The operational critique. “No new information” is in the eye of the analyst. Saturation has been used to justify ending data collection at sample sizes ranging from 6 to 60 in the published literature, with little consistency. Hennink and Kaiser (2022), in a systematic review, found that most published saturation claims could not be reproduced from the available methods information.
The conceptual critique. Saturation assumes that data are samples from a finite conceptual space, which is an objectivist assumption Charmaz (2014) and others have argued is incompatible with constructivist epistemologies. If meaning is co-constructed, there is in principle always more to be constructed, and saturation is a research-design convenience, not a discovery.
The practical critique. In fixed-dataset studies (like your capstone), saturation in the original sense is unreachable, because there are no further cases to sample. The best you can claim is “saturation of the analytic categories given the corpus.”

The defensible contemporary position is that saturation is a useful concept for guiding analytic effort but should not be claimed as if it were a binary state. Most thoughtful published grounded theory studies now report saturation alongside an explicit account of what would have shown saturation had not been reached, e.g., “by the eighteenth interview, no new properties of the four core categories emerged; analysis was stopped after the twentieth interview confirmed this.”
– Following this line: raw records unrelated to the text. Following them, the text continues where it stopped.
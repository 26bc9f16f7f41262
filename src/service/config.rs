use std::time::Duration;

use crate::background::{DEFAULT_QUEUE_CAPACITY, DEFAULT_WORKERS};
use crate::constants::{ENTITY_TTL, LEADERBOARD_TTL, RANK_TTL};
use crate::lock::KeyedLocks;

/// Default deadline for a single score store call.
pub const DEFAULT_STORE_TIMEOUT: Duration = Duration::from_secs(2);
/// Default deadline for a single answer cache call.
pub const DEFAULT_CACHE_TIMEOUT: Duration = Duration::from_millis(250);

/// Tunables for [`super::RankService`].
#[derive(Debug, Clone, PartialEq, Eq)]
pub struct ServiceConfig {
    /// TTL of cached entity records.
    pub entity_ttl: Duration,
    /// TTL of cached ranks.
    pub rank_ttl: Duration,
    /// TTL of the leaderboard listing cache.
    pub leaderboard_ttl: Duration,
    /// Deadline applied to each score store call.
    pub store_timeout: Duration,
    /// Deadline applied to each answer cache call.
    pub cache_timeout: Duration,
    /// Shards in the per-id lock table.
    pub lock_shards: usize,
    /// Capacity of the cache maintenance queue.
    pub queue_capacity: usize,
    /// Workers draining the cache maintenance queue.
    pub queue_workers: usize,
    /// Resolve ties split across a page boundary with a point count.
    pub exact_page_boundaries: bool,
}

impl Default for ServiceConfig {
    fn default() -> Self {
        Self {
            entity_ttl: ENTITY_TTL,
            rank_ttl: RANK_TTL,
            leaderboard_ttl: LEADERBOARD_TTL,
            store_timeout: DEFAULT_STORE_TIMEOUT,
            cache_timeout: DEFAULT_CACHE_TIMEOUT,
            lock_shards: KeyedLocks::DEFAULT_SHARDS,
            queue_capacity: DEFAULT_QUEUE_CAPACITY,
            queue_workers: DEFAULT_WORKERS,
            exact_page_boundaries: true,
        }
    }
}
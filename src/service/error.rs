use thiserror::Error;

use crate::store::StoreError;
use crate::validation::ValidationError;

#[derive(Debug, Error)]
/// Errors returned by [`super::RankService`] operations.
pub enum RankError {
    /// A caller-supplied value violated a domain bound.
    #[error("invalid input: {0}")]
    Validation(#[from] ValidationError),

    /// The entity does not exist.
    #[error("entity '{id}' does not exist")]
    NotFound {
        /// Requested id.
        id: String,
    },

    /// Registration collided with an existing name (case-insensitive).
    #[error("name '{name}' is already taken")]
    AlreadyExists {
        /// Requested name.
        name: String,
    },

    /// The score store failed the request.
    #[error("score store failure: {0}")]
    Store(#[from] StoreError),

    /// A score store call exceeded its deadline.
    #[error("{operation} timed out")]
    Timeout {
        /// Store operation that timed out.
        operation: &'static str,
    },
}

impl RankError {
    pub(crate) fn not_found(id: &str) -> Self {
        Self::NotFound { id: id.to_string() }
    }

    #[inline]
    pub fn is_not_found(&self) -> bool {
        matches!(self, Self::NotFound { .. })
    }
}

/// Convenience result type for rank service operations.
pub type RankResult<T> = Result<T, RankError>;
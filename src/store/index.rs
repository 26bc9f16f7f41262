//! In-memory ordering structures behind [`super::MemoryScoreStore`].

use std::cmp::Reverse;
use std::collections::{BTreeSet, HashMap};

use chrono::{DateTime, Utc};

use super::error::{StoreError, StoreResult};
use crate::constants::{MAX_SCORE, MIN_SCORE, SCORE_DOMAIN};
use crate::model::Entity;
use crate::validation::canonical_name;

/// Fenwick tree of entity counts per score over `[MIN_SCORE, MAX_SCORE]`.
#[derive(Debug, Clone)]
pub(crate) struct ScoreCounts {
    tree: Vec<u64>,
    total: u64,
}

impl Default for ScoreCounts {
    fn default() -> Self {
        Self {
            tree: vec![0; SCORE_DOMAIN + 1],
            total: 0,
        }
    }
}

impl ScoreCounts {
    #[inline]
    fn slot(score: i32) -> usize {
        (score - MIN_SCORE) as usize + 1
    }

    pub(crate) fn increment(&mut self, score: i32) {
        let mut i = Self::slot(score);
        while i < self.tree.len() {
            self.tree[i] += 1;
            i += i & i.wrapping_neg();
        }
        self.total += 1;
    }

    pub(crate) fn decrement(&mut self, score: i32) {
        let mut i = Self::slot(score);
        while i < self.tree.len() {
            self.tree[i] -= 1;
            i += i & i.wrapping_neg();
        }
        self.total -= 1;
    }

    fn prefix(&self, slot: usize) -> u64 {
        let mut i = slot;
        let mut sum = 0;
        while i > 0 {
            sum += self.tree[i];
            i -= i & i.wrapping_neg();
        }
        sum
    }

    /// Number of entities whose score is `<= score`.
    pub(crate) fn at_most(&self, score: i32) -> u64 {
        if score < MIN_SCORE {
            0
        } else if score >= MAX_SCORE {
            self.total
        } else {
            self.prefix(Self::slot(score))
        }
    }

    /// Number of entities whose score is strictly greater than `score`.
    #[inline]
    pub(crate) fn greater_than(&self, score: i32) -> u64 {
        self.total - self.at_most(score)
    }

    #[inline]
    pub(crate) fn total(&self) -> u64 {
        self.total
    }
}

/// Global ordering key: score descending, then name, then id.
#[derive(Debug, Clone, PartialEq, Eq, PartialOrd, Ord)]
struct OrderKey {
    score: Reverse<i32>,
    name: String,
    id: String,
}

impl OrderKey {
    fn of(entity: &Entity) -> Self {
        Self {
            score: Reverse(entity.score),
            name: entity.name.clone(),
            id: entity.id.clone(),
        }
    }
}

#[derive(Debug, Default)]
pub(crate) struct Index {
    by_id: HashMap<String, Entity>,
    by_name: HashMap<String, String>,
    order: BTreeSet<OrderKey>,
    counts: ScoreCounts,
}

impl Index {
    pub(crate) fn get(&self, id: &str) -> Option<&Entity> {
        self.by_id.get(id)
    }

    pub(crate) fn get_by_name(&self, name: &str) -> Option<&Entity> {
        self.by_name
            .get(&canonical_name(name))
            .and_then(|id| self.by_id.get(id))
    }

    /// Checks that `entity` could be inserted, without inserting it.
    pub(crate) fn check_insert(&self, entity: &Entity) -> StoreResult<()> {
        check_domain(entity.score)?;
        if self.by_id.contains_key(&entity.id) {
            return Err(StoreError::DuplicateId {
                id: entity.id.clone(),
            });
        }
        if self.by_name.contains_key(&canonical_name(&entity.name)) {
            return Err(StoreError::DuplicateName {
                name: entity.name.clone(),
            });
        }
        Ok(())
    }

    pub(crate) fn insert(&mut self, entity: Entity) -> StoreResult<()> {
        self.check_insert(&entity)?;

        self.by_name
            .insert(canonical_name(&entity.name), entity.id.clone());
        self.order.insert(OrderKey::of(&entity));
        self.counts.increment(entity.score);
        self.by_id.insert(entity.id.clone(), entity);
        Ok(())
    }

    /// The record `id` would become with `score`, or `None` if absent. Changes nothing.
    pub(crate) fn rescored(
        &self,
        id: &str,
        score: i32,
        at: DateTime<Utc>,
    ) -> StoreResult<Option<Entity>> {
        check_domain(score)?;
        Ok(self.by_id.get(id).map(|current| Entity {
            score,
            updated_at: at,
            ..current.clone()
        }))
    }

    /// Swaps in `entity` for the record with the same id, returning the old record.
    ///
    /// The name must be unchanged. Returns `None` (and changes nothing) if the id is absent.
    pub(crate) fn replace(&mut self, entity: Entity) -> Option<Entity> {
        let slot = self.by_id.get_mut(&entity.id)?;
        let previous = std::mem::replace(slot, entity);
        let current = &self.by_id[&previous.id];
        self.order.remove(&OrderKey::of(&previous));
        self.counts.decrement(previous.score);
        self.order.insert(OrderKey::of(current));
        self.counts.increment(current.score);
        Some(previous)
    }

    #[inline]
    pub(crate) fn count_greater_than(&self, score: i32) -> u64 {
        self.counts.greater_than(score)
    }

    #[inline]
    pub(crate) fn len(&self) -> u64 {
        self.counts.total()
    }

    pub(crate) fn page(&self, offset: u64, limit: u64) -> Vec<Entity> {
        let offset = usize::try_from(offset).unwrap_or(usize::MAX);
        let limit = usize::try_from(limit).unwrap_or(usize::MAX);
        self.order
            .iter()
            .skip(offset)
            .take(limit)
            .filter_map(|key| self.by_id.get(&key.id).cloned())
            .collect()
    }

    /// All entities in ranking order.
    pub(crate) fn ordered(&self) -> impl Iterator<Item = &Entity> {
        self.order.iter().filter_map(|key| self.by_id.get(&key.id))
    }
}

fn check_domain(score: i32) -> StoreResult<()> {
    if (MIN_SCORE..=MAX_SCORE).contains(&score) {
        Ok(())
    } else {
        Err(StoreError::ScoreOutOfDomain { score })
    }
}
//! Score store: the source of truth for entities and their scores.
//!
//! The rank service only ever talks to a store through [`ScoreStore`]. Ranks are derived
//! from [`ScoreStore::count_greater_than`], so a backend must answer it from an index rather
//! than a scan.

pub mod error;
mod index;
pub mod memory;
#[cfg(any(test, feature = "mock"))]
pub mod mock;
pub mod seed;
pub mod snapshot;


use std::future::Future;

pub use error::{StoreError, StoreResult};
pub use memory::MemoryScoreStore;
#[cfg(any(test, feature = "mock"))]
pub use mock::CountingScoreStore;
pub use seed::seed_demo;
pub use snapshot::{EntityRecord, SnapshotFile};

use crate::model::Entity;

/// Durable table of entities keyed by id.
pub trait ScoreStore: Send + Sync + 'static {
    /// Looks up an entity by id.
    fn get_by_id(&self, id: &str) -> impl Future<Output = StoreResult<Option<Entity>>> + Send;

    /// Looks up an entity by name, case-insensitively.
    fn get_by_name(&self, name: &str)
    -> impl Future<Output = StoreResult<Option<Entity>>> + Send;

    /// Inserts a new entity. Fails on a duplicate id or name.
    fn insert(&self, entity: Entity) -> impl Future<Output = StoreResult<()>> + Send;

    /// Durably sets `score` for `id`. Returns the updated entity, or `None` if absent.
    fn update_score(
        &self,
        id: &str,
        score: i32,
    ) -> impl Future<Output = StoreResult<Option<Entity>>> + Send;

    /// Counts entities with a score strictly greater than `score`.
    fn count_greater_than(&self, score: i32) -> impl Future<Output = StoreResult<u64>> + Send;

    /// Returns up to `limit` entities starting at `offset`, ordered by `(score desc, name asc)`.
    fn page(&self, offset: u64, limit: u64)
    -> impl Future<Output = StoreResult<Vec<Entity>>> + Send;

    /// Counts all entities.
    fn count_all(&self) -> impl Future<Output = StoreResult<u64>> + Send;
}
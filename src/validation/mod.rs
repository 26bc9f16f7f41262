//! Domain bounds checks shared by the service and the HTTP gateway.

pub mod error;


pub use error::ValidationError;

use crate::constants::{
    MAX_CONTEXT_SIZE, MAX_ID_LEN, MAX_NAME_LEN, MAX_PAGE_SIZE, MAX_SCORE, MIN_NAME_LEN, MIN_SCORE,
};

/// Checks `score` against the closed interval `[MIN_SCORE, MAX_SCORE]`.
pub fn validate_score(score: i32) -> Result<(), ValidationError> {
    if score < MIN_SCORE {
        return Err(ValidationError::ScoreBelowMinimum {
            score,
            min: MIN_SCORE,
        });
    }
    if score > MAX_SCORE {
        return Err(ValidationError::ScoreAboveMaximum {
            score,
            max: MAX_SCORE,
        });
    }
    Ok(())
}

/// Checks a display name after trimming surrounding whitespace.
///
/// Accepts letters, digits, `_` and `-`. Length is counted in characters.
pub fn validate_name(name: &str) -> Result<(), ValidationError> {
    let name = name.trim();
    let len = name.chars().count();

    if len < MIN_NAME_LEN {
        return Err(ValidationError::NameTooShort {
            len,
            min: MIN_NAME_LEN,
        });
    }
    if len > MAX_NAME_LEN {
        return Err(ValidationError::NameTooLong {
            len,
            max: MAX_NAME_LEN,
        });
    }

    if let Some(ch) = name.chars().find(|ch| !is_name_char(*ch)) {
        return Err(ValidationError::NameInvalidChar { ch });
    }

    Ok(())
}

pub fn validate_id(id: &str) -> Result<(), ValidationError> {
    if id.is_empty() {
        return Err(ValidationError::EmptyId);
    }
    if id.len() > MAX_ID_LEN {
        return Err(ValidationError::IdTooLong {
            len: id.len(),
            max: MAX_ID_LEN,
        });
    }
    Ok(())
}

pub fn validate_page(page: u32, page_size: u32) -> Result<(), ValidationError> {
    if page < 1 {
        return Err(ValidationError::PageNumber { page });
    }
    if page_size < 1 || page_size > MAX_PAGE_SIZE {
        return Err(ValidationError::PageSize {
            size: page_size,
            max: MAX_PAGE_SIZE,
        });
    }
    Ok(())
}

pub fn validate_context_size(size: u32) -> Result<(), ValidationError> {
    if size < 1 || size > MAX_CONTEXT_SIZE {
        return Err(ValidationError::ContextSize {
            size,
            max: MAX_CONTEXT_SIZE,
        });
    }
    Ok(())
}

/// Lookup form of a name: trimmed and lowercased.
#[inline]
pub fn canonical_name(name: &str) -> String {
    name.trim().to_lowercase()
}

#[inline]
fn is_name_char(ch: char) -> bool {
    ch.is_alphanumeric() || ch == '_' || ch == '-'
}
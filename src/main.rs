//! Ladder HTTP server entrypoint.

use std::net::SocketAddr;
use std::sync::Arc;
use std::time::Duration;

use mimalloc::MiMalloc;
use tokio::net::TcpListener;
use tokio::signal;

use ladder::cache::MokaAnswerCache;
use ladder::config::Config;
use ladder::gateway::{HandlerState, create_router_with_state};
use ladder::service::RankService;
use ladder::store::{MemoryScoreStore, seed_demo};

#[global_allocator]
static GLOBAL: MiMalloc = MiMalloc;

#[tokio::main]
async fn main() -> anyhow::Result<()> {
    if std::env::args().any(|arg| arg == "--health-check") {
        std::process::exit(run_health_check());
    }

    tracing_subscriber::fmt()
        .with_env_filter(tracing_subscriber::EnvFilter::from_default_env())
        .init();

    let config = Config::from_env()?;
    config.validate()?;
    let addr: SocketAddr = config.socket_addr().parse()?;

    tracing::info!(
        bind_addr = %config.bind_addr,
        port = config.port,
        exact_page_boundaries = config.exact_page_boundaries,
        "Ladder starting"
    );

    let store = match &config.snapshot_path {
        Some(path) => MemoryScoreStore::open(path)?,
        None => {
            tracing::warn!("No LADDER_SNAPSHOT_PATH configured, scores are kept in memory only");
            MemoryScoreStore::new()
        }
    };

    if config.seed_entities > 0 {
        seed_demo(&store, config.seed_entities).await?;
    }

    let cache = MokaAnswerCache::with_capacity(config.cache_capacity);
    let service = Arc::new(RankService::new(
        Arc::new(store),
        Arc::new(cache),
        config.service_config(),
    ));

    let app = create_router_with_state(HandlerState::new(Arc::clone(&service)));

    let listener = TcpListener::bind(addr).await?;
    tracing::info!(addr = %addr, "Server listening");

    axum::serve(listener, app)
        .with_graceful_shutdown(shutdown_signal())
        .await?;

    tracing::info!("Draining cache maintenance queue...");
    service.shutdown().await;

    tracing::info!("Ladder shutdown complete");
    Ok(())
}

fn run_health_check() -> i32 {
    let port = std::env::var("LADDER_PORT")
        .ok()
        .and_then(|p| p.parse::<u16>().ok())
        .unwrap_or(8080);

    let url = format!("http://127.0.0.1:{}/health", port);

    let Ok(rt) = tokio::runtime::Builder::new_current_thread()
        .enable_all()
        .build()
    else {
        return 1;
    };

    rt.block_on(async {
        let Ok(client) = reqwest::Client::builder()
            .timeout(Duration::from_secs(1))
            .build()
        else {
            return 1;
        };

        match client.get(&url).send().await {
            Ok(res) if res.status().is_success() => 0,
            _ => 1,
        }
    })
}

async fn shutdown_signal() {
    let ctrl_c = async {
        if let Err(e) = signal::ctrl_c().await {
            tracing::error!("Failed to install Ctrl+C handler: {}", e);
            std::future::pending::<()>().await;
        }
    };

    #[cfg(unix)]
    let terminate = async {
        match signal::unix::signal(signal::unix::SignalKind::terminate()) {
            Ok(mut stream) => {
                stream.recv().await;
            }
            Err(e) => {
                tracing::error!("Failed to install SIGTERM handler: {}", e);
                std::future::pending::<()>().await;
            }
        }
    };

    #[cfg(not(unix))]
    let terminate = std::future::pending::<()>();

    tokio::select! {
        _ = ctrl_c => {
            tracing::info!("Received Ctrl+C, initiating graceful shutdown");
        }
        _ = terminate => {
            tracing::info!("Received SIGTERM, initiating graceful shutdown");
        }
    }
}
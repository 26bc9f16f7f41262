use axum::{
    Json,
    http::{HeaderMap, HeaderValue, StatusCode},
    response::{IntoResponse, Response},
};
use thiserror::Error;

use super::LADDER_STATUS_HEADER;
use crate::service::RankError;
use crate::store::StoreError;

#[derive(Debug, Error)]
pub enum GatewayError {
    #[error("invalid request: {0}")]
    InvalidRequest(String),

    #[error("no entity named '{name}'")]
    NameNotFound { name: String },

    #[error(transparent)]
    Rank(#[from] RankError),
}

#[derive(serde::Serialize)]
pub struct ErrorResponse {
    pub error: String,
    pub code: u16,
}

impl GatewayError {
    fn status(&self) -> (StatusCode, &'static str) {
        match self {
            GatewayError::InvalidRequest(_) => (StatusCode::BAD_REQUEST, "invalid_request"),
            GatewayError::NameNotFound { .. } => (StatusCode::NOT_FOUND, "not_found"),
            GatewayError::Rank(err) => match err {
                RankError::Validation(_) => (StatusCode::BAD_REQUEST, "invalid_request"),
                RankError::NotFound { .. } => (StatusCode::NOT_FOUND, "not_found"),
                RankError::AlreadyExists { .. }
                | RankError::Store(StoreError::DuplicateId { .. })
                | RankError::Store(StoreError::DuplicateName { .. }) => {
                    (StatusCode::CONFLICT, "conflict")
                }
                RankError::Store(StoreError::Unavailable(_)) => {
                    (StatusCode::SERVICE_UNAVAILABLE, "store_unavailable")
                }
                RankError::Timeout { .. } => (StatusCode::GATEWAY_TIMEOUT, "store_timeout"),
                RankError::Store(_) => (StatusCode::INTERNAL_SERVER_ERROR, "store_error"),
            },
        }
    }
}

impl IntoResponse for GatewayError {
    fn into_response(self) -> Response {
        let (status, ladder_status) = self.status();
        if status.is_server_error() {
            tracing::error!(error = %self, status = status.as_u16(), "Request failed");
        }

        let mut headers = HeaderMap::new();
        headers.insert(
            LADDER_STATUS_HEADER,
            HeaderValue::from_static(ladder_status),
        );

        let body = Json(ErrorResponse {
            error: self.to_string(),
            code: status.as_u16(),
        });

        (status, headers, body).into_response()
    }
}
3.7 Memos as the Engine of Theoretical Development

An earlier lesson introduced memos as the analytic vehicle of qualitative work. Grounded theory amplifies this: memos are not optional in grounded theory, they are the substantive content of the analysis. The categories develop in memos; the relationships between categories are worked out in memos; the negative cases are tested in memos; the eventual core category is articulated in a memo before it becomes a finding.

Three kinds of memos do specific work in grounded theory:

Code memos: define a particular code, give exemplars, note its boundaries, and flag instances that nearly fit but do not.
Category memos: define an analytic category at a higher level, name its properties and dimensions, describe its relations to other categories, and explore its negative cases.
Theoretical memos: work out the overall structure of the developing theory, name the candidate core category, and show how the other categories relate to it.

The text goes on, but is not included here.